How to Bench Press for Maximum Muscle Growth

The process of lying horizontally and lifting the barbell demands more than meets the eye. So, how can you ensure proper execution of the bench press to optimize muscle growth? Let’s get to Israetel’s tips for maximum muscle growth.

The first tip Mike shares is to arch the back slightly, retracting the scapulae to engage the sternal pecs and create a powerful position for the chest. He emphasizes the importance of maintaining an arch for optimal muscle growth induction. Demonstrating the technique, he highlights the benefits of pre-stretching the chest.

Moving on to tip number two, Mike advises taking a pause at the chest during the bench press, focusing on slow eccentric control. He explains how this helps maximize tension on the stretched pecs, promoting significant muscle growth.

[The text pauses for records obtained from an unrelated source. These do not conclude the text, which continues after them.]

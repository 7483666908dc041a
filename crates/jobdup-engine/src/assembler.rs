//! Query-time assembly of search results with duplicate substitution.

use std::collections::{BTreeSet, HashMap, HashSet};
use std::sync::Arc;

use jobdup_core::{
    ContentHash, DuplicateIndex, DuplicateRecord, Listing, ListingId, ListingKind, ListingStore,
    PartnerSiteDirectory, SiteId, StoreResult, TenantPolicy,
};
use rand::Rng;
use tracing::{debug, info_span, Instrument};

use crate::selector::{Candidate, DuplicateSelector, Selection};
use crate::user_jobs::UserJobLinks;

pub struct SearchResultAssembler {
    listings: Arc<dyn ListingStore>,
    duplicates: Arc<dyn DuplicateIndex>,
    sites: Arc<dyn PartnerSiteDirectory>,
    user_links: Option<UserJobLinks>,
}

struct HashGroup {
    hash: ContentHash,
    members: Vec<ListingId>,
}

impl SearchResultAssembler {
    pub fn new(
        listings: Arc<dyn ListingStore>,
        duplicates: Arc<dyn DuplicateIndex>,
        sites: Arc<dyn PartnerSiteDirectory>,
    ) -> Self {
        Self {
            listings,
            duplicates,
            sites,
            user_links: None,
        }
    }

    /// Fetched user-posted jobs present the site's own item page before substitution runs.
    pub fn with_user_job_links(mut self, links: UserJobLinks) -> Self {
        self.user_links = Some(links);
        self
    }

    /// Listings for `ids` in request order, each presented as its chosen partner copy.
    ///
    /// Repeated ids produce identical clones; ids the store does not know are skipped.
    pub async fn assemble<R: Rng + ?Sized>(
        &self,
        kind: ListingKind,
        policy: &TenantPolicy,
        ids: &[ListingId],
        rng: &mut R,
    ) -> StoreResult<Vec<Listing>> {
        let span = info_span!("assemble", ?kind, tenant_id = policy.tenant_id, requested = ids.len());
        self.assemble_page(kind, policy, ids, rng).instrument(span).await
    }

    async fn assemble_page<R: Rng + ?Sized>(
        &self,
        kind: ListingKind,
        policy: &TenantPolicy,
        ids: &[ListingId],
        rng: &mut R,
    ) -> StoreResult<Vec<Listing>> {
        let mut seen = HashSet::with_capacity(ids.len());
        let unique = ids
            .iter()
            .copied()
            .filter(|id| seen.insert(*id))
            .collect::<Vec<_>>();
        if unique.is_empty() {
            return Ok(Vec::new());
        }

        let mut fetched = self.listings.fetch_by_ids(kind, &unique).await?;
        if let Some(links) = &self.user_links {
            links.apply(fetched.iter_mut()).await?;
        }
        let mut by_id: HashMap<ListingId, Listing> = fetched.into_iter().map(|l| (l.id, l)).collect();
        debug!(fetched = by_id.len(), "search listings fetched");

        if policy.duplicate_substitution_enabled {
            self.substitute_batch(kind, policy, &unique, &mut by_id, rng).await?;
        }

        Ok(ids.iter().filter_map(|id| by_id.get(id).cloned()).collect())
    }

    async fn substitute_batch<R: Rng + ?Sized>(
        &self,
        kind: ListingKind,
        policy: &TenantPolicy,
        order: &[ListingId],
        by_id: &mut HashMap<ListingId, Listing>,
        rng: &mut R,
    ) -> StoreResult<()> {
        let groups = group_by_hash(order, by_id);
        if groups.is_empty() {
            return Ok(());
        }

        let hashes = groups.iter().map(|g| g.hash.clone()).collect::<Vec<_>>();
        let records = self.duplicates.find_current(kind, &hashes).await?;
        if records.is_empty() {
            debug!(hashes = hashes.len(), "no current duplicates for result page");
            return Ok(());
        }

        let mut records_by_hash: HashMap<ContentHash, Vec<DuplicateRecord>> = HashMap::new();
        for record in records {
            records_by_hash.entry(record.hash.clone()).or_default().push(record);
        }

        let mut site_ids: BTreeSet<SiteId> = BTreeSet::new();
        for group in &groups {
            let Some(records) = records_by_hash.get(&group.hash) else {
                continue;
            };
            if let Some(leader) = by_id.get(&group.members[0]) {
                site_ids.insert(leader.site_id);
            }
            site_ids.extend(records.iter().map(|r| r.site_id));
        }
        let site_ids = site_ids.into_iter().collect::<Vec<_>>();
        let sites = self.sites.sites_by_ids(&site_ids).await?;

        let selector = DuplicateSelector::for_policy(policy);
        let mut substituted = 0usize;
        for group in groups {
            let Some(records) = records_by_hash.get(&group.hash) else {
                continue;
            };
            let Some(leader) = by_id.get(&group.members[0]) else {
                continue;
            };
            let choice = match selector.select(leader, records, &sites, rng) {
                Selection::Substitute(candidate) => candidate,
                Selection::Keep => Candidate {
                    site_id: leader.site_id,
                    url: leader.url.clone(),
                },
            };
            debug!(
                hash = %group.hash,
                from_site = leader.site_id,
                to_site = choice.site_id,
                listings = group.members.len(),
                "presenting partner copy for hash group"
            );
            for id in &group.members {
                if let Some(listing) = by_id.get_mut(id) {
                    if listing.site_id != choice.site_id || listing.url != choice.url {
                        listing.present_as(choice.site_id, choice.url.clone());
                        substituted += 1;
                    }
                }
            }
        }
        debug!(substituted, "duplicate substitution applied");
        Ok(())
    }

    /// Presents `listing` as `target_site`'s copy when that site holds one; otherwise a no-op.
    pub async fn substitute_with_duplicate(
        &self,
        policy: &TenantPolicy,
        listing: &mut Listing,
        target_site: SiteId,
    ) -> StoreResult<bool> {
        if !policy.duplicate_substitution_enabled || listing.hash.is_empty() {
            return Ok(false);
        }
        let Some(record) = self
            .duplicates
            .find_one(listing.kind, &listing.hash, target_site)
            .await?
        else {
            return Ok(false);
        };
        listing.present_as(record.site_id, record.url);
        Ok(true)
    }
}

/// Hash groups in first-seen order; the first member's own copy is the group's candidate.
fn group_by_hash(order: &[ListingId], by_id: &HashMap<ListingId, Listing>) -> Vec<HashGroup> {
    let mut groups: Vec<HashGroup> = Vec::new();
    let mut index: HashMap<&ContentHash, usize> = HashMap::new();
    for id in order {
        let Some(listing) = by_id.get(id) else {
            continue;
        };
        if listing.hash.is_empty() {
            continue;
        }
        match index.get(&listing.hash) {
            Some(&pos) => groups[pos].members.push(*id),
            None => {
                index.insert(&listing.hash, groups.len());
                groups.push(HashGroup {
                    hash: listing.hash.clone(),
                    members: vec![*id],
                });
            }
        }
    }
    groups
}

The third tip delves into hand position, encouraging individuals to find a grip that feels comfortable for their wrists, elbows, and shoulders, while also providing a deep stretch in the pecs. Mike suggests experimenting with different grip widths to discover the most effective pressing point for individual builds.

Discussing elbow flare, Mike dismisses rigid rules based on biomechanics and advocates for a more intuitive approach. He advises lifters to prioritize comfort and muscle engagement over fixed techniques, allowing the body to naturally position the elbows for optimal results.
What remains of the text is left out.